On April 8, 2019, the SBA, in C & E Industrial Service, Inc., overturned a set-aside award to a woman-owned small construction business, stating that the purported awardee could not show the required "control of the business" because the purported women officers did not have the "managerial experience of the extent and complexity needed to run the concern." These women lacked prior construction experience and failed to hold similar positions in other industries, while their respective husbands, who serve as the firm's secretary and treasurer, had extensive experience in the construction industry. The company job descriptions and organization chart indicated that the women could control the firm, but the SBA found that this use of paperwork, without more, was insufficient to demonstrate "women-owned" control.

Reports

A Government Accountability Office (GAO) report released on May 6, 2019 stated that agencies need to do a better job of tracking and reporting the exact amounts of money saved by using cloud services. GAO explained that the lack of consistent reporting makes it difficult for government agencies to make informed decisions about when and whether to use cloud services. For its report, GAO surveyed 16 agencies, including the DOD and the U.S. Department of State, and put forth 34 recommendations to the agencies, as well as a suggestion that the Office of Management and Budget require strict, quarterly savings reporting on cloud investments.
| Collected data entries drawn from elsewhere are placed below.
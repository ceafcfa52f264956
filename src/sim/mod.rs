//! Deterministic simulation module
//!
//! All gameplay logic lives here. This module must be pure and deterministic:
//! - Step-driven only (the host frame clock supplies elapsed milliseconds)
//! - Seeded RNG only
//! - No rendering, audio, or platform dependencies
//!
//! The engine mutates exactly one `GameState`; hosts read snapshots and the
//! `StepResult` event stream and must not re-enter `update` from a handler.

pub mod collision;
pub mod motion;
pub mod spawn;
pub mod state;
pub mod tick;

pub use state::{
    ActiveBonuses, Bonus, BonusCount, BonusKind, EffectKind, GameState, Obstacle, ObstacleBody,
    ObstacleKind, Player, SessionSummary, BONUS_KINDS, OBSTACLE_KINDS,
};
pub use tick::{Engine, GameEvent, HapticKind, SoundCue, StepResult};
A GAO report released on May 21, 2019 identified 98 new recommended actions for Congress or the executive branch, that could provide potential opportunities for billions of dollars in savings, including in the administration of government contracts. The GAO stated that "[t]he federal government continues to face an unsustainable long-term fiscal path caused by an imbalance between federal revenue and spending," and put forth a number of possible ways to improve the situation.